But other state officials said it was unclear whether Hogan had the ability to appoint a replacement; state law prevents a term-limited governor from making key appointments to executive branch agencies after the final primary election before his term runs out. The elections board’s status as an independent agency complicates the matter.

“I’ve asked the question myself,” William Voelp, the Republican chair of the State Board of Elections, said in an interview Friday. “There are some gymnastics.”

Nikki Charlson, Maryland’s deputy elections administrator, said the agency is seeking advice from the Office of Attorney General “on whether and how this vacancy can be filled.” A spokeswoman for Attorney General Brian Frosh (D) did not immediately respond to a request for comment.

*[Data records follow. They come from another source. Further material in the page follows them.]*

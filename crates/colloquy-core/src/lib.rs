// SPDX-FileCopyrightText: 2026 Colloquy Contributors
// SPDX-License-Identifier: MIT OR Apache-2.0

//! Core library for the Colloquy chat backend.
//!
//! Defines the domain types (messages, chat ids, commands), the typed outbox
//! events, the error type, and the adapter traits at the seams between the
//! dialogue engine, storage and the broker.

pub mod command;
pub mod error;
pub mod event;
pub mod traits;
pub mod types;

pub use command::InboundCommand;
pub use error::ColloquyError;
pub use event::{NewUnreadMessage, OutboundRecord, OutboxEvent, OutboxEventType};
pub use types::{
    AdapterType, ChatId, CommandKind, CommandOutcome, CorrelationId, GetMessages, HealthStatus,
    Message, MessageCommand, MessageId, MessageState, NewMessage, RequestContext, SendMessage,
    UserId,
};

pub use traits::{CommandSource, Delivery, EventPublisher, PluginAdapter, StorageAdapter};

#[cfg(test)]
mod tests {
    use super::*;

    #[test]
    fn adapter_type_round_trip() {
        use std::str::FromStr;

        for variant in [
            AdapterType::Storage,
            AdapterType::Publisher,
            AdapterType::CommandSource,
            AdapterType::Observability,
        ] {
            let s = variant.to_string();
            assert_eq!(AdapterType::from_str(&s).expect("should parse back"), variant);
        }
    }

    #[test]
    fn health_status_variants() {
        let healthy = HealthStatus::Healthy;
        assert_ne!(HealthStatus::Degraded("slow".into()), healthy);
        assert_ne!(HealthStatus::Unhealthy("down".into()), healthy);
    }

    #[test]
    fn all_traits_are_exported() {
        fn _assert_plugin_adapter<T: PluginAdapter>() {}
        fn _assert_storage_adapter<T: StorageAdapter>() {}
        fn _assert_event_publisher<T: EventPublisher>() {}
        fn _assert_command_source<T: CommandSource>() {}
    }
}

Local boards of elections in Maryland traditionally have alternate members who can serve if another member dies or leaves office. But the state board does not.

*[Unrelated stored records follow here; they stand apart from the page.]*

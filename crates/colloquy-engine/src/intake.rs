// SPDX-FileCopyrightText: 2026 Colloquy Contributors
// SPDX-License-Identifier: MIT OR Apache-2.0

//! Command intake: pulls commit/rollback commands from a [`CommandSource`]
//! and applies them through the [`DialogueEngine`].
//!
//! A delivery is acknowledged only after the engine returned. Transient
//! failures are handed back for redelivery; envelopes that can never succeed
//! (malformed, unknown command, missing message) are rejected.

use std::sync::Arc;
use std::time::Duration;

use colloquy_core::{
    ColloquyError, CommandKind, CommandOutcome, CommandSource, Delivery, InboundCommand,
    RequestContext,
};
use tokio::task::JoinHandle;
use tokio_util::sync::CancellationToken;
use tracing::{debug, info, warn};

use crate::dialogue::DialogueEngine;

/// How a delivery was settled.
#[derive(Debug, Clone, Copy, PartialEq, Eq)]
pub enum Settlement {
    /// Applied (or recognised as a duplicate) and acknowledged.
    Acked(CommandOutcome),
    /// Handed back to the source for a later attempt.
    Retried,
    /// Dropped for good.
    Rejected,
}

/// Consumer of inbound commands.
pub struct CommandIntake {
    engine: DialogueEngine,
    source: Arc<dyn CommandSource>,
    poll_interval: Duration,
}

impl CommandIntake {
    pub fn new(
        engine: DialogueEngine,
        source: Arc<dyn CommandSource>,
        poll_interval: Duration,
    ) -> Self {
        Self {
            engine,
            source,
            poll_interval,
        }
    }

    /// Claim and settle one delivery. `Ok(None)` means the source was empty.
    pub async fn process_next(&self) -> Result<Option<Settlement>, ColloquyError> {
        match self.source.receive().await? {
            Some(delivery) => self.process(delivery).await.map(Some),
            None => Ok(None),
        }
    }

    async fn process(&self, delivery: Delivery) -> Result<Settlement, ColloquyError> {
        let inbound = match InboundCommand::decode(&delivery.payload) {
            Ok(inbound) => inbound,
            Err(e) => {
                warn!(delivery_id = delivery.id, error = %e, "rejecting undecodable command");
                self.source.reject(&delivery, &e.to_string()).await?;
                record("unknown", "rejected");
                return Ok(Settlement::Rejected);
            }
        };

        let ctx = RequestContext::with_request_id(
            "intake",
            inbound.command.correlation_id.as_str(),
        );
        let result = match inbound.kind {
            CommandKind::Commit => self.engine.commit_message(&ctx, inbound.command).await,
            CommandKind::Rollback => self.engine.rollback_message(&ctx, inbound.command).await,
        };
        let kind = inbound.kind.to_string();

        match result {
            Ok(outcome) => {
                self.source.ack(&delivery).await?;
                record(&kind, outcome.label());
                Ok(Settlement::Acked(outcome))
            }
            Err(e) if e.is_retryable() => {
                warn!(
                    delivery_id = delivery.id,
                    attempt = delivery.attempt,
                    request_id = %ctx.request_id,
                    error = %e,
                    "command failed, returning it for redelivery"
                );
                self.source.nack(&delivery, &e.to_string()).await?;
                record(&kind, "retry");
                Ok(Settlement::Retried)
            }
            Err(e) => {
                warn!(
                    delivery_id = delivery.id,
                    request_id = %ctx.request_id,
                    error = %e,
                    "command can never succeed, rejecting"
                );
                self.source.reject(&delivery, &e.to_string()).await?;
                record(&kind, "rejected");
                Ok(Settlement::Rejected)
            }
        }
    }

    /// Process deliveries until `cancel` fires, sleeping `poll_interval`
    /// whenever the source is empty or failing.
    pub async fn run_worker(self: Arc<Self>, worker: usize, cancel: CancellationToken) {
        debug!(worker, "intake worker started");
        while !cancel.is_cancelled() {
            match self.process_next().await {
                Ok(Some(_)) => continue,
                Ok(None) => {}
                Err(e) => warn!(worker, error = %e, "intake poll failed"),
            }
            tokio::select! {
                _ = cancel.cancelled() => break,
                _ = tokio::time::sleep(self.poll_interval) => {}
            }
        }
        debug!(worker, "intake worker stopped");
    }

    /// Spawn `workers` independent worker loops.
    pub fn spawn_workers(
        self: Arc<Self>,
        workers: usize,
        cancel: CancellationToken,
    ) -> Vec<JoinHandle<()>> {
        info!(workers, source = self.source.name(), "command intake started");
        (0..workers)
            .map(|worker| tokio::spawn(self.clone().run_worker(worker, cancel.clone())))
            .collect()
    }
}

#[cfg(feature = "prometheus")]
fn record(kind: &str, outcome: &'static str) {
    colloquy_prometheus::record_command(kind, outcome);
}

#[cfg(not(feature = "prometheus"))]
fn record(_kind: &str, _outcome: &'static str) {}

#[cfg(test)]
mod tests {
    use super::*;
    use colloquy_core::{
        CorrelationId, MessageId, MessageState, SendMessage, UserId,
    };
    use colloquy_storage::queries::{inbox, messages};
    use colloquy_storage::{Database, InboxStatus, SqliteCommandSource};
    use tempfile::tempdir;

    struct Fixture {
        engine: DialogueEngine,
        db: Database,
        source: Arc<SqliteCommandSource>,
        intake: Arc<CommandIntake>,
        _dir: tempfile::TempDir,
    }

    async fn fixture() -> Fixture {
        let dir = tempdir().unwrap();
        let db = Database::open(dir.path().join("intake.db").to_str().unwrap())
            .await
            .unwrap();
        let engine = DialogueEngine::new(db.clone());
        let source = Arc::new(SqliteCommandSource::new(
            db.clone(),
            Duration::from_secs(60),
            5,
        ));
        let intake = Arc::new(CommandIntake::new(
            engine.clone(),
            source.clone(),
            Duration::from_millis(10),
        ));
        Fixture {
            engine,
            db,
            source,
            intake,
            _dir: dir,
        }
    }

    async fn pending_message(engine: &DialogueEngine) -> MessageId {
        engine
            .send_message(
                &RequestContext::new("test"),
                SendMessage {
                    from: UserId::new("alice"),
                    to: UserId::new("bob"),
                    text: "hi".into(),
                },
            )
            .await
            .unwrap()
    }

    fn envelope(kind: CommandKind, correlation: &str, id: MessageId) -> String {
        InboundCommand::new(kind, CorrelationId(correlation.into()), id)
            .encode()
            .unwrap()
    }

    #[tokio::test]
    async fn commit_is_applied_and_acked() {
        let f = fixture().await;
        let id = pending_message(&f.engine).await;
        let delivery = f.source.enqueue(&envelope(CommandKind::Commit, "X", id)).await.unwrap();

        let settled = f.intake.process_next().await.unwrap();
        assert_eq!(
            settled,
            Some(Settlement::Acked(CommandOutcome::Applied {
                to: MessageState::Sent
            }))
        );
        let entry = inbox::get_entry(&f.db, delivery).await.unwrap().unwrap();
        assert_eq!(entry.status, InboxStatus::Completed);
        let message = messages::get_message(&f.db, id).await.unwrap().unwrap();
        assert_eq!(message.state, MessageState::Sent);

        assert_eq!(f.intake.process_next().await.unwrap(), None);
        f.db.close().await.unwrap();
    }

    #[tokio::test]
    async fn redelivered_command_is_acked_as_duplicate() {
        let f = fixture().await;
        let id = pending_message(&f.engine).await;
        let payload = envelope(CommandKind::Rollback, "R", id);
        f.source.enqueue(&payload).await.unwrap();
        f.source.enqueue(&payload).await.unwrap();

        f.intake.process_next().await.unwrap();
        let second = f.intake.process_next().await.unwrap();
        assert_eq!(second, Some(Settlement::Acked(CommandOutcome::AlreadyHandled)));

        let message = messages::get_message(&f.db, id).await.unwrap().unwrap();
        assert_eq!(message.state, MessageState::Removed);
        assert_eq!(
            inbox::count_by_status(&f.db, InboxStatus::Completed).await.unwrap(),
            2
        );
        f.db.close().await.unwrap();
    }

    #[tokio::test]
    async fn unknown_command_is_rejected_and_worker_continues() {
        let f = fixture().await;
        let id = pending_message(&f.engine).await;
        let bad = f
            .source
            .enqueue(r#"{"correlationId":"B","command":"ArchiveMessage","payload":{"messageId":1}}"#)
            .await
            .unwrap();
        f.source.enqueue(&envelope(CommandKind::Commit, "G", id)).await.unwrap();

        assert_eq!(f.intake.process_next().await.unwrap(), Some(Settlement::Rejected));
        let entry = inbox::get_entry(&f.db, bad).await.unwrap().unwrap();
        assert_eq!(entry.status, InboxStatus::Rejected);

        assert!(matches!(
            f.intake.process_next().await.unwrap(),
            Some(Settlement::Acked(_))
        ));
        f.db.close().await.unwrap();
    }

    #[tokio::test]
    async fn missing_message_is_rejected() {
        let f = fixture().await;
        f.source
            .enqueue(&envelope(CommandKind::Commit, "M", MessageId(999)))
            .await
            .unwrap();
        assert_eq!(f.intake.process_next().await.unwrap(), Some(Settlement::Rejected));
        f.db.close().await.unwrap();
    }

    #[tokio::test]
    async fn store_failure_is_nacked_for_redelivery() {
        let f = fixture().await;
        let id = pending_message(&f.engine).await;
        let delivery = f.source.enqueue(&envelope(CommandKind::Commit, "S", id)).await.unwrap();
        f.db.connection()
            .call(|conn| -> Result<(), rusqlite::Error> {
                conn.execute_batch("DROP TABLE handled_commands;")?;
                Ok(())
            })
            .await
            .unwrap();

        assert_eq!(f.intake.process_next().await.unwrap(), Some(Settlement::Retried));
        let entry = inbox::get_entry(&f.db, delivery).await.unwrap().unwrap();
        assert_eq!(entry.status, InboxStatus::Pending);
        assert_eq!(entry.attempts, 1);
        let message = messages::get_message(&f.db, id).await.unwrap().unwrap();
        assert_eq!(message.state, MessageState::Pending);
        f.db.close().await.unwrap();
    }

    #[tokio::test]
    async fn workers_drain_the_inbox_and_stop_on_cancel() {
        let f = fixture().await;
        let mut ids = Vec::new();
        for n in 0..5 {
            let id = pending_message(&f.engine).await;
            f.source
                .enqueue(&envelope(CommandKind::Commit, &format!("w{n}"), id))
                .await
                .unwrap();
            ids.push(id);
        }

        let cancel = CancellationToken::new();
        let handles = f.intake.clone().spawn_workers(2, cancel.clone());

        for _ in 0..200 {
            if inbox::count_by_status(&f.db, InboxStatus::Completed).await.unwrap() == 5 {
                break;
            }
            tokio::time::sleep(Duration::from_millis(10)).await;
        }
        cancel.cancel();
        for handle in handles {
            tokio::time::timeout(Duration::from_secs(2), handle)
                .await
                .expect("worker should stop promptly")
                .unwrap();
        }

        for id in ids {
            let message = messages::get_message(&f.db, id).await.unwrap().unwrap();
            assert_eq!(message.state, MessageState::Sent);
        }
        f.db.close().await.unwrap();
    }
}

What may make it likelier that the governor can appoint a replacement for Funn is that in this instance, Hogan would simply ratify the selection of the state Democratic Party rather than advancing a candidate of his own. Because the General Assembly is not in session, his selection would serve until at least early next year, when the state Senate would begin its confirmation process. Assuming the new board member is confirmed by the Senate, he or she would serve through the end of Funn’s term — June 30, 2024.

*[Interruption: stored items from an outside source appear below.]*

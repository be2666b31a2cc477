// SPDX-FileCopyrightText: 2026 Colloquy Contributors
// SPDX-License-Identifier: MIT OR Apache-2.0

//! Test utilities for Colloquy integration tests.
//!
//! Provides a mock broker publisher and a harness that wires the runtime to a
//! temp SQLite database, so tests run without external services.
//!
//! # Components
//!
//! - [`MockPublisher`] - Captures published records, can simulate broker outages
//! - [`TestHarness`] - Engine, dispatcher and intake over a temp database

pub mod harness;
pub mod mock_publisher;

pub use harness::TestHarness;
pub use mock_publisher::MockPublisher;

Brandon Stoneburg, a spokesman for the Maryland Democratic Party, said there is no “pre-made list” of candidates, but that whenever the state receives official word that Hogan can replace Funn, the party’s executive committee would meet to discuss possible candidates and forward a name to the governor. Whenever there is a Democratic vacancy on the State Board of Elections, the legislature’s presiding officers have a major say on the appointment.

“Especially in an election year, we should have a full complement of members on the elections board,” said state Sen. Cheryl Kagan (D-Montgomery), the vice chair of the Education, Health and Environmental Affairs Committee, which has jurisdiction over elections. “I think it’s important to have strong bipartisan representation so Marylanders have faith in the process and the results of the general election.”

The state elections board has scheduled an emergency meeting for Monday afternoon to, among other things, discuss adjusting calendar dates for certain official steps in the election process to accommodate the fact that a court ordered the state to hold its primary in July, three weeks later than originally scheduled. But it’s also possible that the board will discuss Funn’s vacancy and may also designate one of its members to take over his position as vice chair. Later this summer, the board will hold a meeting to officially certify the primary election results.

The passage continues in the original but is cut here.